** What needs to be done **
Retype all the data word for word.

Saved entries:
Content starts
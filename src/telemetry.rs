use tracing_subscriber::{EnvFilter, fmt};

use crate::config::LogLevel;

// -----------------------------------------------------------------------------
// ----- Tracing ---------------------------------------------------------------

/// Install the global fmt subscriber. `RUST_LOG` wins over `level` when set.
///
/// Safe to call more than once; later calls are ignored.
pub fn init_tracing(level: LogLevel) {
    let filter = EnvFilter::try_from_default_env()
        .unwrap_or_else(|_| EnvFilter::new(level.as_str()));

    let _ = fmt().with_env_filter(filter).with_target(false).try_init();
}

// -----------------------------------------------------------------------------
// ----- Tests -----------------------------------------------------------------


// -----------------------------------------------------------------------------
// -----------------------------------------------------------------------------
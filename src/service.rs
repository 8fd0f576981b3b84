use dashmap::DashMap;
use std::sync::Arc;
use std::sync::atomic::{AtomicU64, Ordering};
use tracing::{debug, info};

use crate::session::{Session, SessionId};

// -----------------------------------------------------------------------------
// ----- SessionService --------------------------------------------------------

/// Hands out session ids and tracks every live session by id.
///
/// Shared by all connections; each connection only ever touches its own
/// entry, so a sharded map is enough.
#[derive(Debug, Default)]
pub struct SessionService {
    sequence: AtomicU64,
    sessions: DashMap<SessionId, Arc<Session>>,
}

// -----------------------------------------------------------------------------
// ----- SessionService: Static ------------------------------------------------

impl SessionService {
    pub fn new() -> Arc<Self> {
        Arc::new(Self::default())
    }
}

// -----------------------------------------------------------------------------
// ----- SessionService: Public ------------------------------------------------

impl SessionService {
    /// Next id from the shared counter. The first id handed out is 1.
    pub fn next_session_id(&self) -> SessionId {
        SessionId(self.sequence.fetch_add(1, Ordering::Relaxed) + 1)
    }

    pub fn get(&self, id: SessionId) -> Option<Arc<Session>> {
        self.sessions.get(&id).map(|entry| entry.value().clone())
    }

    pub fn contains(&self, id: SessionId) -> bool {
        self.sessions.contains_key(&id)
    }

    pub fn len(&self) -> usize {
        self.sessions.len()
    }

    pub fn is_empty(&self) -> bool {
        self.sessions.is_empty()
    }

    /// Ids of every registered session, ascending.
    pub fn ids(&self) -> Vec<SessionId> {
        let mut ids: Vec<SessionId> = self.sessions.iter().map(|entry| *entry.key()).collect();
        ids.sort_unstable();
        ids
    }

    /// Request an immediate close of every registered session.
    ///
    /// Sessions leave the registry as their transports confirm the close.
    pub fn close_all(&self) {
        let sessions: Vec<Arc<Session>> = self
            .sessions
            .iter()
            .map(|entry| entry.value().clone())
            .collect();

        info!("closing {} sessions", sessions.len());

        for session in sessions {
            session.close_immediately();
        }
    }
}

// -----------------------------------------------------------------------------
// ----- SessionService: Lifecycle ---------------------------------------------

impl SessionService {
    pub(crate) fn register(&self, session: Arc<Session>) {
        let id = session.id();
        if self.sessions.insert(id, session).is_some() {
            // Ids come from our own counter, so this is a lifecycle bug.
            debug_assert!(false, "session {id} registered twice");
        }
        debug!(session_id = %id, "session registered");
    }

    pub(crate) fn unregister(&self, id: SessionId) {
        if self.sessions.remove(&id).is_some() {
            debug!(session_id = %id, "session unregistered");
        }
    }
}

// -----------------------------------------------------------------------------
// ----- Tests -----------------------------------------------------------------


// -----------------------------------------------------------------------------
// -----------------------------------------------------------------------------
Content ends
** Problem solution **
filename src/telemetry.rs
use tracing_subscriber::{EnvFilter, fmt};

use crate::config::LogLevel;

// -----------------------------------------------------------------------------
// ----- Tracing ---------------------------------------------------------------

/// Install the global fmt subscriber. `RUST_LOG` wins over `level` when set.
///
/// Safe to call more than once; later calls are ignored.
pub fn init_tracing(level: LogLevel) {
    let filter = EnvFilter::try_from_default_env()
        .unwrap_or_else(|_| EnvFilter::new(level.as_str()));

    let _ = fmt().with_env_filter(filter).with_target(false).try_init();
}

// -----------------------------------------------------------------------------
// ----- Tests -----------------------------------------------------------------


// -----------------------------------------------------------------------------
// -----------------------------------------------------------------------------
filename src/service.rs
repository 8fd0f576981b3b84
use dashmap::DashMap;
use std::sync::Arc;
use std::sync::atomic::{AtomicU64, Ordering};
use tracing::{debug, info};

use crate::session::{Session, SessionId};

// -----------------------------------------------------------------------------
// ----- SessionService --------------------------------------------------------

/// Hands out session ids and tracks every live session by id.
///
/// Shared by all connections; each connection only ever touches its own
/// entry, so a sharded map is enough.
#[derive(Debug, Default)]
pub struct SessionService {
    sequence: AtomicU64,
    sessions: DashMap<SessionId, Arc<Session>>,
}

// -----------------------------------------------------------------------------
// ----- SessionService: Static ------------------------------------------------

impl SessionService {
    pub fn new() -> Arc<Self> {
        Arc::new(Self::default())
    }
}

// -----------------------------------------------------------------------------
// ----- SessionService: Public ------------------------------------------------

impl SessionService {
    /// Next id from the shared counter. The first id handed out is 1.
    pub fn next_session_id(&self) -> SessionId {
        SessionId(self.sequence.fetch_add(1, Ordering::Relaxed) + 1)
    }

    pub fn get(&self, id: SessionId) -> Option<Arc<Session>> {
        self.sessions.get(&id).map(|entry| entry.value().clone())
    }

    pub fn contains(&self, id: SessionId) -> bool {
        self.sessions.contains_key(&id)
    }

    pub fn len(&self) -> usize {
        self.sessions.len()
    }

    pub fn is_empty(&self) -> bool {
        self.sessions.is_empty()
    }

    /// Ids of every registered session, ascending.
    pub fn ids(&self) -> Vec<SessionId> {
        let mut ids: Vec<SessionId> = self.sessions.iter().map(|entry| *entry.key()).collect();
        ids.sort_unstable();
        ids
    }

    /// Request an immediate close of every registered session.
    ///
    /// Sessions leave the registry as their transports confirm the close.
    pub fn close_all(&self) {
        let sessions: Vec<Arc<Session>> = self
            .sessions
            .iter()
            .map(|entry| entry.value().clone())
            .collect();

        info!("closing {} sessions", sessions.len());

        for session in sessions {
            session.close_immediately();
        }
    }
}

// -----------------------------------------------------------------------------
// ----- SessionService: Lifecycle ---------------------------------------------

impl SessionService {
    pub(crate) fn register(&self, session: Arc<Session>) {
        let id = session.id();
        if self.sessions.insert(id, session).is_some() {
            // Ids come from our own counter, so this is a lifecycle bug.
            debug_assert!(false, "session {id} registered twice");
        }
        debug!(session_id = %id, "session registered");
    }

    pub(crate) fn unregister(&self, id: SessionId) {
        if self.sessions.remove(&id).is_some() {
            debug!(session_id = %id, "session unregistered");
        }
    }
}

// -----------------------------------------------------------------------------
// ----- Tests -----------------------------------------------------------------


// -----------------------------------------------------------------------------
// -----------------------------------------------------------------------------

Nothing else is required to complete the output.